Конъюнктуры Земли и времени. Геополитические и хронополитические интеллектуальные расследования (Цымбурский) - страница 260

Аберрация Шмитта и его русских поклонников вроде Александра Филиппова, величающих «суверенами» фюреров и президентов XX–XXI веков [Филиппов 2008], состоит именно в том, что они подверстывают эти новые политические роли под абсолютистский стандарт раннего модерна. При этом совершенно не учитывается то, что сделал из «суверенитета» и «суверена» зрелый и поздний модерн, выстроив новые, небывалые ранее площадки для политики.

Ведь подобные явления как маргинальные, временные знала даже и монархическая парадигма (ими занимался еще Гроций) – когда во имя малолетнего монарха решения высшего уровня принимали регенты. Или когда умница Людовик XIII, не чувствуя в себе психических сил для проведения абсолютистского курса, вверил верховную компетенцию железно стоявшему за этот курс Ришелье, а сам страховал этого пользователя своего суверенитета, добровольно усвоив роль если не «спящего», то «дремлющего» суверена. В новейшей истории стало нормой различие между законными пользователями суверенитета – как правило, лицами в обозначенных конституцией должностях – и маячащими за спинами этих деятелей обобщенными изображениями предполагаемых «истинных суверенов».

Все мы знаем, что такими могут быть: Народ в смысле общности граждан (так сказать, «народ-1»), Государство, которое еще иногда называют Нацией, имея в виду единство населения и территории страны с институтами власти («нация-1», в том числе в названии ООН), наконец, Нация, понимаемая как этнос, домогающийся своей государственности или реализующий ее («нация-2»; иногда ее зовут и «народом» – что можно представить как «народ-2»). В каждом таком случае можно говорить об особом модусе суверенитета. Игры суверенитета в рамках одного модуса – вне зависимости от того, затрагивают они или нет фундаментальную схему отношения «факта» с «признанием», – делятся на: А) вершащиеся автономно пользователями суверенитета при явно «спящем» суверене – например, дипломатические; Б) законные (инерционные) постановки или имитации «пробуждения» суверена, подтверждающего или перераспределяющего полномочия пользователей; В) его пробуждения (без кавычек или в них) экстраординарные. Последние могут осуществляться как действующими пользователями суверенитета (это разного рода государственные плебисциты и мобилизации – В1), так и активистами, ранее не причисленными к пользователям, но порою «в борьбе обретающими право свое» (таковы народные движения и восстания – В2).

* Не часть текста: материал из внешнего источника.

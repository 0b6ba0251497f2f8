//! Latest-frame bus between the capture and render threads
//!
//! A single slot, not a queue: the producer overwrites, the consumer reads
//! whatever is newest. A slow consumer silently skips intermediate frames,
//! which keeps both memory and display latency bounded.

use crate::Frame;
use std::sync::{Arc, Mutex, MutexGuard, PoisonError};

#[derive(Default)]
struct Slot {
    frame: Option<Arc<Frame>>,
    updates: u64,
}

/// Single-slot, mutex-guarded latest-frame register
#[derive(Default)]
pub struct FrameBus {
    slot: Mutex<Slot>,
}

impl FrameBus {
    /// Create an empty bus
    pub fn new() -> Self {
        Self::default()
    }

    fn lock(&self) -> MutexGuard<'_, Slot> {
        // A producer that panicked mid-update still leaves a valid slot behind.
        self.slot.lock().unwrap_or_else(PoisonError::into_inner)
    }

    /// Overwrite the slot with a new frame
    pub fn update(&self, frame: Frame) {
        self.update_shared(Arc::new(frame));
    }

    /// Overwrite the slot with an already shared frame
    pub fn update_shared(&self, frame: Arc<Frame>) {
        let previous = {
            let mut slot = self.lock();
            slot.updates += 1;
            slot.frame.replace(frame)
        };
        // The replaced frame is freed after the lock is released.
        drop(previous);
    }

    /// Latest frame, if any has been published.
    ///
    /// The slot keeps the frame, so a consumer that runs faster than the
    /// producer sees the same image again rather than nothing.
    pub fn take(&self) -> Option<Arc<Frame>> {
        self.lock().frame.clone()
    }

    /// Total number of `update` calls
    pub fn frame_count(&self) -> u64 {
        self.lock().updates
    }

    /// Drop the held frame (the counter is kept)
    pub fn clear(&self) {
        let previous = self.lock().frame.take();
        drop(previous);
    }
}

По логике политической борьбы три эталонных «истинных суверена» способны изображать между собой весьма причудливые противоборства. «Народный суверенитет» может требовать смены оскандалившегося правительства, которое, однако же, способно обороняться под лозунгом «охраны государственного суверенитета от посягательств». Этнические группы, ищущие осуществить «национальное самоопределение», вступают в борьбу с властью, отстаивающей суверенитет государства («нации») или «всего народа» над территорией, с которой националисты видят себя эксклюзивно «породненными кровью». Дополнительные казусы создаются омонимией как «нации», так и «народа» в разных смыслах. Трудно тут не вспомнить деятелей, писавших в 1991 году, что о каких-либо «национальных интересах» СССР говорить неоправданно и о его «национальном суверенитете над чем-либо» тоже – так как СССР не нация, а полиэтническая империя, а значит, интересы и суверенитет у него могли быть лишь имперскими. Или тех, кто в 1995 году клеймил первую чеченскую войну, поскольку «демократическая власть не может воевать с народом». «Право наций на самоопределение» применительно к этносу («нации-2») и к государству («нации-1») несет смыслы откровенно антагонистические. В первом случае – право взорвать существующее государство, перекроив его землю в своих видах, опираясь, если понадобится и получится, на внешнее признание и зарубежную поддержку. А в отношении «нации-2» (государства) «право на самоопределение» – не что иное, как суверенное право бороться за свое выживание и целостность, давая укорот мятежным меньшинствам и не допуская чужого вмешательства в это внутреннее дело [Дмитриев и др. 1996: 82]. Интересно, что в таких контроверзах юристы также разбредаются по разные стороны политического поля: одни призывают возвести суверенитет каждого этноса во всемирно-правовую норму [Суверенная республика… 1998: 7], другие уверяют, будто «право нации на самоопределение» – это юридическое право только для государства уже состоявшегося; когда же речь идет о нации, только ищущей самоопределиться, это право – вовсе и не право, а сомнительное «морально-политическое пожелание» [Дмитриев и др. 1996: 82]. Омонимия различных «истинных суверенитетов», стравливаемых пользователями, иногда заставляет невольно вспомнить, что старина Боден не зря почитался одним из крупнейших демонологов своего века.